• [WHAT IS BEING ASKED] Start at the line below containing "use std::sync::Arc;" and stop at the line containing "are always typed". Repeat every line of that stretch exactly, and nothing outside it.

======== DATASET ========

use std::process::ExitCode;
use std::sync::Arc;
use std::sync::mpsc;
use std::time::{Duration, Instant};

use clap::{Parser, Subcommand};
use tracing_subscriber::EnvFilter;

use parley::config::{SpeechOptions, popular_voices};
use parley::input::ConsoleDisplay;
use parley::voice::{
    AudioCapture, AudioPlayback, Recognizer, RecognitionOutcome, SpeechRecognizer, SpeechToText,
    Transcriber, calculate_energy,
};
use parley::{Config, Session};

/// Parley - voice-first input with typed fallback
#[derive(Parser)]
#[command(name = "parley", version, about)]
struct Cli {
    /// Increase verbosity (-v, -vv, -vvv)
    #[arg(short, long, action = clap::ArgAction::Count)]
    verbose: u8,

    /// Never listen; answers are always typed
    #[arg(long, env = "PARLEY_NO_VOICE")]
    no_voice: bool,

    /// Never speak
    #[arg(long, env = "PARLEY_MUTE")]
    mute: bool,

    /// Play each capture back before recognition
    #[arg(long)]
    debug_audio: bool,

    /// Recognition language tag (e.g. "en-US")
    #[arg(long)]
    language: Option<String>,

    /// Synthesis voice id
    #[arg(long)]
    voice: Option<String>,

    #[command(subcommand)]
    command: Command,
}

#[derive(Subcommand)]
enum Command {
    /// Ask a question and print the answer
    Ask {
        /// Question shown to the operator
        prompt: String,
        /// Text spoken instead of the written question
        #[arg(long)]
        spoken: Option<String>,
    },
    /// Speak text
    Say {
        /// Text to speak
        text: String,
        /// Speak even when speech is disabled
        #[arg(long)]
        force: bool,
    },
    /// Test microphone input
    TestMic {
        /// Duration in seconds
        #[arg(short, long, default_value = "5")]
        duration: u64,
    },
    /// Test speaker output
    TestSpeaker,
    /// Record one phrase, play it back and transcribe it
    TestVoice,
    /// List well-known voices
    Voices,
}

#[tokio::main]
async fn main() -> ExitCode {
    let cli = Cli::parse();

    // Set up logging based on verbosity
    let filter = match cli.verbose {
        0 => "info,parley=info",
        1 => "info,parley=debug",
        2 => "debug",
        _ => "trace",
    };

    tracing_subscriber::fmt()
        .with_env_filter(EnvFilter::new(filter))
        .with_writer(std::io::stderr)
        .init();

    match run(cli).await {
        Ok(()) => ExitCode::SUCCESS,
        Err(e) => {
            tracing::error!("fatal: {e}");
            ExitCode::FAILURE
        }
    }
}

async fn run(cli: Cli) -> anyhow::Result<()> {
    let config = load_config(&cli)?;
    tracing::debug!(?config, "loaded configuration");

    match cli.command {
        Command::Ask { prompt, spoken } => ask(&config, &prompt, spoken.as_deref()).await,
        Command::Say { text, force } => say(&config, &text, force).await,
        Command::TestMic { duration } => test_mic(duration).await,
        Command::TestSpeaker => test_speaker().await,
        Command::TestVoice => test_voice(&config).await,
        Command::Voices => {
            list_voices(&config);
            Ok(())
        }
    }
}

/// Load configuration and apply CLI overrides on top
fn load_config(cli: &Cli) -> anyhow::Result<Config> {
    let mut config = Config::load()?;

    let overrides = SpeechOptions {
        listen_for_responses: cli.no_voice.then_some(false),
        enabled: cli.mute.then_some(false),
        debug_audio: cli.debug_audio.then_some(true),
        language: cli.language.clone(),
        voice_id: cli.voice.clone(),
        ..SpeechOptions::default()
    };
    config.speech = config.speech.merged(&overrides)?;

    Ok(config)
}

async fn ask(config: &Config, prompt: &str, spoken: Option<&str>) -> anyhow::Result<()> {
    let mut session = Session::from_config(config);
    let answer = session.arbitrator().request_input(prompt, spoken).await;
    println!("{answer}");
    Ok(())
}

async fn say(config: &Config, text: &str, force: bool) -> anyhow::Result<()> {
    let session = Session::from_config(config);
    let outcome = session.speaker().announce_with(text, None, force).await;
    println!("Speech {outcome}");
    Ok(())
}

/// Test microphone input
async fn test_mic(duration: u64) -> anyhow::Result<()> {
    println!("Testing microphone for {duration} seconds...");
    println!("Speak into your microphone!\n");

    tokio::task::spawn_blocking(move || meter(duration)).await??;

    println!("\n---");
    println!("If you saw movement in the meter, your mic is working!");
    println!("If RMS stayed near 0, check:");
    println!("  1. Is your mic plugged in?");
    println!("  2. Run: pactl info | grep 'Default Source'");
    println!("  3. Run: arecord -l (to list devices)");
    println!("  4. Try: pavucontrol (to check levels)");

    Ok(())
}

/// Print one level line per second; the stream stays on this thread
fn meter(duration: u64) -> anyhow::Result<()> {
    let capture = AudioCapture::open_default()?;
    println!("Device: {}", capture.device_name());
    println!("Sample rate: {} Hz", capture.sample_rate());
    println!("---");

    let (tx, rx) = mpsc::channel();
    let stream = capture.start(tx)?;

    for i in 0..duration {
        let deadline = Instant::now() + Duration::from_secs(1);
        let mut samples = Vec::new();
        while let Some(left) = deadline.checked_duration_since(Instant::now()) {
            match rx.recv_timeout(left) {
                Ok(chunk) => samples.extend(chunk),
                Err(mpsc::RecvTimeoutError::Timeout) => break,
                Err(mpsc::RecvTimeoutError::Disconnected) => {
                    anyhow::bail!("capture stream closed");
                }
            }
        }

        let energy = calculate_energy(&samples);
        let peak = samples.iter().map(|s| s.abs()).fold(0.0f32, f32::max);

        // Visual meter
        #[allow(clippy::cast_possible_truncation, clippy::cast_sign_loss)]
        let meter_len = (energy * 100.0).min(50.0) as usize;
        let meter: String = "#".repeat(meter_len) + &" ".repeat(50 - meter_len);

        println!(
            "[{:2}s] RMS: {:.4} | Peak: {:.4} | [{}]",
            i + 1,
            energy,
            peak,
            meter
        );
    }

    drop(stream);
    Ok(())
}

/// Test speaker output with a sine wave
async fn test_speaker() -> anyhow::Result<()> {
    println!("Testing speaker output...");
    println!("You should hear a 440Hz tone for 2 seconds\n");

    let playback = AudioPlayback::new()?;

    // 2 seconds of 440Hz at 24kHz, resampled to the device rate on playback
    let sample_rate = 24000_u32;
    let frequency = 440.0_f32;
    #[allow(clippy::cast_precision_loss)]
    let samples: Vec<f32> = (0..sample_rate * 2)
        .map(|i| {
            let t = i as f32 / sample_rate as f32;
            (2.0 * std::f32::consts::PI * frequency * t).sin() * 0.3 // 30% volume
        })
        .collect();

    println!(
        "Playing {} samples at {} Hz (device runs at {} Hz)...",
        samples.len(),
        sample_rate,
        playback.sample_rate()
    );

    playback.play(samples, sample_rate).await?;

    println!("\n---");
    println!("If you heard the tone, your speakers are working!");
    println!("If you didn't hear anything, check:");
    println!("  1. Run: pactl info | grep 'Default Sink'");
    println!("  2. Run: pactl list sinks short");
    println!("  3. Try: pavucontrol (to check output levels)");

    Ok(())
}

/// Record one phrase, play it back, then transcribe it
async fn test_voice(config: &Config) -> anyhow::Result<()> {
    let transcriber: Arc<dyn Transcriber> = Arc::new(SpeechToText::from_config(config)?);
    let playback = AudioPlayback::new()?;

    let shared = parley::config::SharedSpeechConfig::new(config.speech.clone());
    let mut recognizer = SpeechRecognizer::initialize(
        shared,
        Some(transcriber),
        Arc::new(playback),
        Arc::new(ConsoleDisplay),
        config.temp_dir.clone(),
    );

    if !recognizer.is_available() {
        anyhow::bail!("no microphone available");
    }

    println!("You will hear your recording before it is transcribed.\n");
    let outcome = recognizer
        .capture_and_recognize("Say something after the prompt...", true)
        .await;

    match outcome {
        RecognitionOutcome::Text(text) => println!("Heard: \"{text}\""),
        other => {
            println!("{}", other.failure_hint());
            if let RecognitionOutcome::ServiceError(reason) = other {
                println!("  cause: {reason}");
            }
        }
    }

    Ok(())
}

fn list_voices(config: &Config) {
    println!("Popular voices (* = configured):");
    for (id, description) in popular_voices() {
        let marker = if *id == config.speech.voice_id { "*" } else { " " };
        println!(" {marker} {id}  {description}");
    }
}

========

• [WRITTEN ANSWER]
use std::sync::Arc;
use std::sync::mpsc;
use std::time::{Duration, Instant};

use clap::{Parser, Subcommand};
use tracing_subscriber::EnvFilter;

use parley::config::{SpeechOptions, popular_voices};
use parley::input::ConsoleDisplay;
use parley::voice::{
    AudioCapture, AudioPlayback, Recognizer, RecognitionOutcome, SpeechRecognizer, SpeechToText,
    Transcriber, calculate_energy,
};
use parley::{Config, Session};

/// Parley - voice-first input with typed fallback
#[derive(Parser)]
#[command(name = "parley", version, about)]
struct Cli {
    /// Increase verbosity (-v, -vv, -vvv)
    #[arg(short, long, action = clap::ArgAction::Count)]
    verbose: u8,

    /// Never listen; answers are always typed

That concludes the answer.